The Grammar of English Grammars eBook

Goold Brown
This eBook from the Gutenberg Project consists of approximately 4,149 pages of information about The Grammar of English Grammars.

[185] This example, and several others that follow it, are no ordinary solecisms; they are downright Irish bulls, making actions or relations reciprocal, where reciprocity is utterly unimaginable.  Two words can no more be “derived from each other,” than two living creatures can have received their existence from each other.  So, two things can never “succeed each other,” except they alternate or move in a circle; and a greater number in train can “follow one an other” only in some imperfect sense, not at all reciprocal.  In some instances, therefore, the best form of correction will be, to reject the reciprocal terms altogether—­G.  BROWN.

[186] This doctrine of punctuation, if not absolutely false in itself, is here very badly taught.  When only two words, of any sort, occur in the same construction, they seldom require the comma; and never can they need more than one, whereas these grammarians, by their plural word “commas,” suggest a constant demand for two or more.—­G.  BROWN.

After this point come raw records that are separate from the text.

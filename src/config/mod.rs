//! Configuration module for cmdhub
//!
//! Provides XDG-compliant layered configuration loading.

pub mod loader;
pub mod model;

pub use loader::{config_paths, find_config_files, load_config};
pub use model::*;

[187] Some grammarians exclude the word it from the list of personal pronouns, because it does not convey the idea of that personality which consists in individual intelligence.  On the other hand, they will have who to be a personal pronoun, because it is literally applied to persons only, or intelligent beings.  But I judge them to be wrong in respect to both; and, had they given definitions of their several classes of pronouns, they might perhaps have found out that the word it is always personal, in a grammatical sense, and who, either relative or interrogative.

[188] “Whoso and whatso are found in old authors, but are now out of use.”—­Churchill’s Gram., p. 76.  These antiquated words are equivalent in import to whosoever and whatsoever.  The former, whoso, being used many times in the Bible, and occasionally also by the poets, as by Cowper, Whittier, and others, can hardly be said to be obsolete; though Wells, like Churchill, pronounced it so, in his first edition.

[189] “‘The man is prudent which speaks little.’  This sentence is incorrect, because which is a pronoun of the neuter gender.”—­Murray’s Exercises, p. 18. “Which is also a relative, but it is of [the] neuter gender.  It is also interrogative.”—­Webster’s Improved Gram., p. 26.  For oversights like these, I cannot account.  The relative which is of all the genders, as every body ought to know, who has ever heard of the horse which Alexander rode, of the ass which spoke to Balaam, or of any of the animals and things which Noah had with him in the ark.